材料力学では外力のことを荷重と表現しましたから、曲げ荷重とねじり荷重はどちらも外力のことでした。

この2つの荷重(外力)について、紹介していきましょう。

 

 

曲げ荷重は軸荷重として作用する?

曲げ果樹とは、その名の通り材料を曲げるように働きます。

まず初めに下の図をご覧ください。

(p.24)

一旦を壁に固定した長方形断面の棒に、下向きの荷重(曲げ荷重)を与えます。

すると長方形断面の中身は以下のような図のようになりますね。

(p.24)

荷重を与えた後は中心面の上部は引っ張られるようになり、逆に中心面下部は圧縮されるように作用されます。

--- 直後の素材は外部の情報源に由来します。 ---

use chrono::{DateTime, Utc};
use serde::{Deserialize, Serialize};
use sqlx::FromRow;
use uuid::Uuid;

use super::Category;

/// Row of the `games` table, before its categories are attached
#[derive(Debug, Clone, FromRow)]
pub struct GameRecord {
    pub game_id: Uuid,
    pub title: String,
    pub slug: String,
    pub description: String,
    pub poster: String,
    pub is_virtual: bool,
    pub is_visible: bool,
    pub created_at: DateTime<Utc>,
    pub updated_at: DateTime<Utc>,
}

impl GameRecord {
    pub fn with_categories(self, categories: Vec<Category>) -> Game {
        Game {
            game_id: self.game_id,
            title: self.title,
            slug: self.slug,
            description: self.description,
            poster: self.poster,
            categories,
            is_virtual: self.is_virtual,
            is_visible: self.is_visible,
            created_at: self.created_at,
            updated_at: self.updated_at,
        }
    }
}

#[derive(Debug, Clone, PartialEq, Serialize, Deserialize)]
pub struct Game {
    pub game_id: Uuid,
    pub title: String,
    /// URL-safe identifier derived from the title, unique across games
    pub slug: String,
    pub description: String,
    /// Opaque reference to the stored poster file
    pub poster: String,
    pub categories: Vec<Category>,
    pub is_virtual: bool,
    pub is_visible: bool,
    pub created_at: DateTime<Utc>,
    pub updated_at: DateTime<Utc>,
}

impl Game {
    /// True when the game is tagged with at least one of `labels`
    pub fn belongs_to_any(&self, labels: &[String]) -> bool {
        self.categories
            .iter()
            .any(|category| labels.iter().any(|label| *label == category.label))
    }
}

#[cfg(test)]
mod tests {
    use super::*;

    fn record(title: &str) -> GameRecord {
        let now = Utc::now();
        GameRecord {
            game_id: Uuid::new_v4(),
            title: title.to_string(),
            slug: title.to_lowercase(),
            description: "A game".to_string(),
            poster: "poster.png".to_string(),
            is_virtual: false,
            is_visible: true,
            created_at: now,
            updated_at: now,
        }
    }

    #[test]
    fn test_with_categories_keeps_record_fields() {
        let rec = record("Tetris");
        let id = rec.game_id;
        let game = rec.with_categories(vec![Category::new("Puzzle")]);

        assert_eq!(game.game_id, id);
        assert_eq!(game.title, "Tetris");
        assert_eq!(game.categories.len(), 1);
        assert_eq!(game.categories[0].label, "Puzzle");
    }

    #[test]
    fn test_belongs_to_any_matches_one_of_many() {
        let game = record("Secret of Mana")
            .with_categories(vec![Category::new("Arcade"), Category::new("RPG")]);

        assert!(game.belongs_to_any(&["Puzzle".to_string(), "RPG".to_string()]));
        assert!(!game.belongs_to_any(&["Platformer".to_string()]));
        assert!(
            !game.belongs_to_any(&[]),
            "An empty label list should never match"
        );
    }

    #[test]
    fn test_belongs_to_any_is_case_sensitive_on_labels() {
        let game = record("Pac-Man").with_categories(vec![Category::new("Arcade")]);
        assert!(!game.belongs_to_any(&["arcade".to_string()]));
    }
}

つまり、上面は引張荷重、下面は圧縮荷重のような効果を受けます

こちらが曲げ荷重の特徴となります。

 

ここでポイントとなるのが、中心軸では引張荷重の効果も圧縮効果の効果も受けないということです。

(p.24)

引張荷重と圧縮荷重の効果はそれぞれ材料の上下の表面で最も大きくなり、中心軸ではそれぞれが0となります。

この特徴はとても大事になるので覚えておいてくださいね。

 

ここで説明したのは、曲げ荷重が軸荷重(引張・圧縮)として作用するということです。

次は曲げ荷重がせん断荷重として作用する関係について紹介します。

 

 

曲げ荷重はせん断荷重の効果もある?

上では軸荷重の効果を紹介しましたね。

次にせん断荷重としての効果を紹介します。

その前にせん断荷重とはハサミのようなずれを起こす荷重のことでしたね。

それを踏まえた上で図を見てみましょう。

 

(p.25)

曲げ荷重は、受ける材料の中立面と垂直な断面の左右には大きさが等しく逆抜きの力が断面に沿ってうまれます。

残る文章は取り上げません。